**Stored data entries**
- - -

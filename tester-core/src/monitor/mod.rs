//! Sense-input edge gating and monitor-side dispatch.
//!
//! [`EdgeGate`] is the only state touched from interrupt context. It keeps
//! the debounce bookkeeping in atomics, raises a pending flag and invokes a
//! non-blocking wake hook. The monitor task that owns the matching input then
//! reads the clock and calls [`service_wake`], which delivers the boundary to
//! the shared [`TimeCaptureRecorder`](crate::capture::TimeCaptureRecorder).

use core::fmt;

use portable_atomic::{AtomicBool, AtomicU8, AtomicU32, Ordering};

use crate::capture::{CaptureAccess, CaptureEdge, TimestampMillis};
use crate::config::DEFAULT_DEBOUNCE_WINDOW_MS;

/// The two digital sense inputs.
#[derive(Copy, Clone, Debug, Eq, PartialEq)]
pub enum SenseInput {
    /// Mains presence at the UPS input.
    Mains,
    /// UPS output presence.
    Ups,
}

impl SenseInput {
    pub const fn label(self) -> &'static str {
        match self {
            SenseInput::Mains => "mains",
            SenseInput::Ups => "ups",
        }
    }
}

impl fmt::Display for SenseInput {
    fn fmt(&self, f: &mut fmt::Formatter<'_>) -> fmt::Result {
        f.write_str(self.label())
    }
}

/// Edge polarity an input is armed for.
#[derive(Copy, Clone, Debug, Eq, PartialEq)]
pub enum EdgeKind {
    Rising,
    Falling,
}

impl EdgeKind {
    const fn encode(self) -> u8 {
        match self {
            EdgeKind::Rising => 1,
            EdgeKind::Falling => 2,
        }
    }

    const fn decode(raw: u8) -> Self {
        match raw {
            1 => EdgeKind::Rising,
            _ => EdgeKind::Falling,
        }
    }

    /// Returns `true` when a line sitting at `level_high` is consistent with
    /// this edge having just occurred.
    pub const fn matches_level(self, level_high: bool) -> bool {
        match self {
            EdgeKind::Rising => level_high,
            EdgeKind::Falling => !level_high,
        }
    }
}

/// Edge polarity for both inputs.
#[derive(Copy, Clone, Debug, Eq, PartialEq)]
pub struct InterruptProfile {
    pub mains: EdgeKind,
    pub ups: EdgeKind,
}

impl InterruptProfile {
    pub const fn edge_for(&self, input: SenseInput) -> EdgeKind {
        match input {
            SenseInput::Mains => self.mains,
            SenseInput::Ups => self.ups,
        }
    }
}

/// Snapshot of an edge gate's counters.
#[derive(Copy, Clone, Debug, Default, Eq, PartialEq)]
pub struct EdgeStats {
    pub accepted: u32,
    pub suppressed: u32,
}

/// Interrupt-safe debounce gate for one sense input.
pub struct EdgeGate {
    window_ms: AtomicU32,
    /// Millisecond tick (+1) of the last accepted edge; 0 == none yet.
    last_accepted: AtomicU32,
    pending: AtomicBool,
    polarity: AtomicU8,
    accepted: AtomicU32,
    suppressed: AtomicU32,
}

impl EdgeGate {
    pub const fn new() -> Self {
        Self {
            window_ms: AtomicU32::new(DEFAULT_DEBOUNCE_WINDOW_MS),
            last_accepted: AtomicU32::new(0),
            pending: AtomicBool::new(false),
            polarity: AtomicU8::new(2),
            accepted: AtomicU32::new(0),
            suppressed: AtomicU32::new(0),
        }
    }

    pub fn set_window(&self, window_ms: u32) {
        self.window_ms.store(window_ms, Ordering::Relaxed);
    }

    pub fn window(&self) -> u32 {
        self.window_ms.load(Ordering::Relaxed)
    }

    pub fn set_polarity(&self, edge: EdgeKind) {
        self.polarity.store(edge.encode(), Ordering::Relaxed);
    }

    pub fn polarity(&self) -> EdgeKind {
        EdgeKind::decode(self.polarity.load(Ordering::Relaxed))
    }

    /// Interrupt-context entry point.
    ///
    /// Accepts the edge only when strictly more than the debounce window has
    /// passed since the previously accepted edge. On acceptance the pending
    /// flag is raised before `wake` runs. Never blocks.
    pub fn on_edge(&self, now_ms: u32, wake: impl FnOnce()) -> bool {
        if let Some(previous) = decode_tick(self.last_accepted.load(Ordering::Acquire)) {
            if now_ms.wrapping_sub(previous) <= self.window() {
                self.suppressed.fetch_add(1, Ordering::Relaxed);
                return false;
            }
        }

        self.last_accepted
            .store(encode_tick(now_ms), Ordering::Release);
        self.pending.store(true, Ordering::Release);
        self.accepted.fetch_add(1, Ordering::Relaxed);
        wake();
        true
    }

    /// Consumes the pending flag.
    pub fn take_pending(&self) -> bool {
        self.pending.swap(false, Ordering::AcqRel)
    }

    /// Forgets the debounce history and clears the pending flag.
    pub fn reset(&self) {
        self.last_accepted.store(0, Ordering::Release);
        self.pending.store(false, Ordering::Release);
    }

    pub fn stats(&self) -> EdgeStats {
        EdgeStats {
            accepted: self.accepted.load(Ordering::Relaxed),
            suppressed: self.suppressed.load(Ordering::Relaxed),
        }
    }
}

impl Default for EdgeGate {
    fn default() -> Self {
        Self::new()
    }
}

fn encode_tick(tick: u32) -> u32 {
    tick.wrapping_add(1).max(1)
}

fn decode_tick(raw: u32) -> Option<u32> {
    if raw == 0 {
        None
    } else {
        Some(raw.wrapping_sub(1))
    }
}

/// Truncates a millisecond timestamp onto the gate's wrapping tick.
#[allow(clippy::cast_possible_truncation)]
pub fn gate_tick(now: TimestampMillis) -> u32 {
    now as u32
}

/// Delivers a boundary edge for `input` to the recorder.
pub fn dispatch_edge<C>(input: SenseInput, capture: &C, now: TimestampMillis) -> CaptureEdge
where
    C: CaptureAccess + ?Sized,
{
    capture.with_recorder(|recorder| match input {
        SenseInput::Mains => recorder.on_power_loss(now),
        SenseInput::Ups => recorder.on_power_restore(now),
    })
}

/// Monitor-task body for one wake.
///
/// Returns `None` when the wake carried no pending edge.
pub fn service_wake<C>(
    gate: &EdgeGate,
    input: SenseInput,
    capture: &C,
    now: TimestampMillis,
) -> Option<CaptureEdge>
where
    C: CaptureAccess + ?Sized,
{
    if !gate.take_pending() {
        return None;
    }
    Some(dispatch_edge(input, capture, now))
}
impl<L: LoadBankDriver, S: TestSignalDriver> TestOrchestrator<L, S> {
    /// Creates an orchestrator that owns the supplied drivers.
    ///
    /// Both signal lines are released and the load is shed before returning.
    pub fn with_drivers(
        kind: TestKind,
        settings: TesterSettings,
        loads: L,
        mut signals: S,
    ) -> Self {
        signals.set_power_cut(false);
        signals.set_test_end(false);
        Self {
            kind,
            settings,
            loads: LoadBankController::new(loads, settings.hardware.pwm_calibration),
            signals,
            run: None,
            last_report: None,
        }
    }

    pub fn kind(&self) -> TestKind {
        self.kind
    }

    pub fn settings(&self) -> &TesterSettings {
        &self.settings
    }

    /// Returns the state of the active run, or `Idle`.
    pub fn state(&self) -> TestState {
        self.run.map_or(TestState::Idle, |run| run.state)
    }

    pub fn is_active(&self) -> bool {
        self.run.is_some()
    }

    /// Number of rejected attempts in the active run.
    pub fn retries(&self) -> u8 {
        self.run.map_or(0, |run| run.retries)
    }

    pub fn last_report(&self) -> Option<&TestReport> {
        self.last_report.as_ref()
    }

    pub fn loads(&self) -> &LoadBankController<L> {
        &self.loads
    }

    pub fn signals(&self) -> &S {
        &self.signals
    }

    /// Reloads settings from `provider`. Rejected while a run is active.
    pub fn apply_settings<P>(&mut self, provider: &P) -> Result<(), RunError>
    where
        P: ConfigProvider + ?Sized,
    {
        if self.run.is_some() {
            return Err(RunError::Busy);
        }
        self.settings = provider.settings();
        self.loads.set_calibration(self.settings.hardware.pwm_calibration);
        Ok(())
    }

    /// Switches the test kind. Rejected while a run is active.
    pub fn set_kind(&mut self, kind: TestKind) -> Result<(), RunError> {
        if self.run.is_some() {
            return Err(RunError::Busy);
        }
        self.kind = kind;
        Ok(())
    }

    /// Starts a run at `target_va`.
    ///
    /// A zero `duration_ms` selects the configured per-attempt duration. The
    /// overall budget is `max(max_retries, 1)` attempt durations of capture
    /// window time; settle and pulse delays are not charged against it.
    pub fn begin<C>(
        &mut self,
        target_va: u32,
        duration_ms: u32,
        capture: &C,
        now: TimestampMillis,
    ) -> Result<(), RunError>
    where
        C: CaptureAccess + ?Sized,
    {
        if self.run.is_some() {
            return Err(RunError::Busy);
        }

        let tuning = self.settings.tuning;
        let duration = if duration_ms == 0 {
            tuning.test_duration_ms
        } else {
            duration_ms
        };
        let duration_ms = u64::from(duration);
        let budget = duration_ms.saturating_mul(u64::from(tuning.max_retries.max(1)));

        capture.with_recorder(|recorder| recorder.reset_capture());

        self.run = Some(ActiveRun {
            state: TestState::Idle,
            target_va,
            duration_ms,
            started_at: now,
            window_budget_ms: budget,
            attempt_started_at: now,
            attempt_deadline: now,
            validate_at: now,
            pulse_until: None,
            attempts: 0,
            retries: 0,
            budget_elapsed: false,
            load: LoadConfiguration::default(),
            measured_ms: None,
            last_failure: None,
            cause: None,
        });
        Ok(())
    }

    /// Runs every transition ready at `now` and names the next wait.
    pub fn advance<C>(
        &mut self,
        capture: &C,
        telemetry: &mut TelemetryRecorder,
        now: TimestampMillis,
    ) -> Directive
    where
        C: CaptureAccess + ?Sized,
    {
        loop {
            match self.step(capture, telemetry, now) {
                Step::Continue => {}
                Step::Yield(directive) => return directive,
            }
        }
    }

    /// Runs a complete test, blocking on `clock` at every suspension point.
    pub fn run<C, K>(
        &mut self,
        target_va: u32,
        duration_ms: u32,
        capture: &C,
        telemetry: &mut TelemetryRecorder,
        clock: &mut K,
    ) -> Result<TestReport, RunError>
    where
        C: CaptureAccess + ?Sized,
        K: RunClock + ?Sized,
    {
        let mut now = clock.now();
        self.begin(target_va, duration_ms, capture, now)?;

        loop {
            match self.advance(capture, telemetry, now) {
                Directive::AwaitCapture { until } => now = clock.wait_for_capture(until),
                Directive::Delay { until } => now = clock.delay_until(until),
                Directive::Finished(report) => return Ok(report),
                // begin() guarantees an active run until Finished.
                Directive::Idle => return Err(RunError::Busy),
            }
        }
    }

    fn step<C>(
        &mut self,
        capture: &C,
        telemetry: &mut TelemetryRecorder,
        now: TimestampMillis,
    ) -> Step
    where
        C: CaptureAccess + ?Sized,
    {
        let Some(run) = self.run else {
            return Step::Yield(Directive::Idle);
        };

        match run.state {
            TestState::Idle => {
                let load = self.loads.set_load(run.target_va, self.settings.spec.rated_va);
                telemetry.record_load(load, now);
                self.update(|run| {
                    run.load = load;
                    run.state = TestState::LoadSet;
                });
                Step::Continue
            }
            TestState::LoadSet | TestState::Retrying if run.window_budget_ms == 0 => {
                self.update(|run| {
                    run.cause = Some(FailureCause::BudgetElapsed);
                    run.state = TestState::Failed;
                });
                Step::Continue
            }
            TestState::LoadSet | TestState::Retrying => {
                self.start_attempt(run, capture, telemetry, now);
                Step::Continue
            }
            TestState::PowerCutAsserted => {
                self.update(|run| run.state = TestState::AwaitingCapture);
                Step::Continue
            }
            TestState::AwaitingCapture => {
                let captured = capture.with_recorder(|recorder| recorder.state().capture_ok);
                if !captured && now < run.attempt_deadline {
                    return Step::Yield(Directive::AwaitCapture {
                        until: run.attempt_deadline,
                    });
                }

                capture.with_recorder(|recorder| recorder.close_window());
                self.signals.set_power_cut(false);
                telemetry.record_attempt(
                    TelemetryEventKind::PowerCutReleased,
                    run.attempt_telemetry(),
                    now,
                );

                let settle = u64::from(self.settings.hardware.settle_delay_ms);
                let used = now.saturating_sub(run.attempt_started_at);
                self.update(|run| {
                    run.window_budget_ms = run.window_budget_ms.saturating_sub(used);
                    run.budget_elapsed = run.window_budget_ms == 0;
                    run.validate_at = now.saturating_add(settle);
                    run.state = TestState::Validating;
                });
                Step::Continue
            }
            TestState::Validating => {
                if now < run.validate_at {
                    return Step::Yield(Directive::Delay {
                        until: run.validate_at,
                    });
                }
                self.validate_attempt(run, capture, telemetry, now);
                Step::Continue
            }
            TestState::Completed => {
                if let Some(until) = run.pulse_until {
                    if now < until {
                        return Step::Yield(Directive::Delay { until });
                    }
                    self.signals.set_test_end(false);
                    self.update(|run| run.pulse_until = None);
                }
                self.finish(TestVerdict::Passed, telemetry, now)
            }
            TestState::Failed => self.finish(TestVerdict::Failed, telemetry, now),
        }
    }

    fn start_attempt<C>(
        &mut self,
        run: ActiveRun,
        capture: &C,
        telemetry: &mut TelemetryRecorder,
        now: TimestampMillis,
    ) where
        C: CaptureAccess + ?Sized,
    {
        let tag = run.load.load;
        capture.with_recorder(|recorder| {
            recorder.begin_attempt(tag);
        });
        self.signals.set_power_cut(true);

        let window = run.duration_ms.min(run.window_budget_ms);
        let attempt_deadline = now.saturating_add(window);
        self.update(|run| {
            run.attempts = run.attempts.saturating_add(1);
            run.attempt_started_at = now;
            run.attempt_deadline = attempt_deadline;
            run.measured_ms = None;
            run.state = TestState::PowerCutAsserted;
        });

        if let Some(run) = self.run {
            telemetry.record(TelemetryEventKind::PowerCutAsserted, TelemetryPayload::None, now);
            telemetry.record_attempt(
                TelemetryEventKind::AttemptStarted,
                run.attempt_telemetry(),
                now,
            );
        }
    }

    fn validate_attempt<C>(
        &mut self,
        run: ActiveRun,
        capture: &C,
        telemetry: &mut TelemetryRecorder,
        now: TimestampMillis,
    ) where
        C: CaptureAccess + ?Sized,
    {
        let kind = self.kind;
        let tuning = self.settings.tuning;
        let outcome = capture.with_recorder(|recorder| {
            recorder.finalize(run.attempts, |record| kind.validate(record, &tuning), now)
        });

        match outcome {
            Ok(measured) => {
                self.signals.set_test_end(true);
                let pulse = u64::from(self.settings.hardware.end_pulse_ms);
                let pulse_until = now.saturating_add(pulse);
                self.update(|run| {
                    run.measured_ms = Some(measured);
                    run.last_failure = None;
                    run.pulse_until = Some(pulse_until);
                    run.state = TestState::Completed;
                });
                if let Some(run) = self.run {
                    telemetry.record_attempt(
                        TelemetryEventKind::CaptureCompleted,
                        run.attempt_telemetry(),
                        now,
                    );
                }
                telemetry.record(TelemetryEventKind::TestEndSignalled, TelemetryPayload::None, now);
            }
            Err(failure) => {
                let max_retries = self.settings.tuning.max_retries;
                self.update(|run| {
                    run.retries = run.retries.saturating_add(1);
                    run.last_failure = Some(failure);
                    if run.retries >= max_retries {
                        run.cause = Some(FailureCause::RetriesExhausted);
                        run.state = TestState::Failed;
                    } else if run.budget_elapsed {
                        run.cause = Some(FailureCause::BudgetElapsed);
                        run.state = TestState::Failed;
                    } else {
                        run.state = TestState::Retrying;
                    }
                });
                if let Some(run) = self.run {
                    telemetry.record_attempt(
                        TelemetryEventKind::AttemptRejected(failure),
                        run.attempt_telemetry(),
                        now,
                    );
                }
            }
        }
    }

    fn finish(
        &mut self,
        verdict: TestVerdict,
        telemetry: &mut TelemetryRecorder,
        now: TimestampMillis,
    ) -> Step {
        let Some(run) = self.run.take() else {
            return Step::Yield(Directive::Idle);
        };

        self.signals.set_power_cut(false);
        self.signals.set_test_end(false);
        self.loads.shed();

        telemetry.record_test_complete(
            self.kind,
            verdict,
            run.attempts,
            run.cause,
            run.started_at,
            now,
        );

        let report = TestReport {
            kind: self.kind,
            verdict,
            attempts: run.attempts,
            retries: run.retries,
            cause: run.cause,
            last_failure: run.last_failure,
            measured_ms: run.measured_ms,
            load: run.load,
            started_at_ms: run.started_at,
            finished_at_ms: now,
        };
        self.last_report = Some(report);
        Step::Yield(Directive::Finished(report))
    }

    fn update(&mut self, f: impl FnOnce(&mut ActiveRun)) {
        if let Some(run) = self.run.as_mut() {
            f(run);
        }
    }
}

- - -

**Try it**
Each line from the top of the entries above through the line containing "and invokes a" must be transcribed exactly, and no other line may appear.

**Answer for this exercise**
filename tester-core/src/monitor/mod.rs
//! Sense-input edge gating and monitor-side dispatch.
//!
//! [`EdgeGate`] is the only state touched from interrupt context. It keeps
//! the debounce bookkeeping in atomics, raises a pending flag and invokes a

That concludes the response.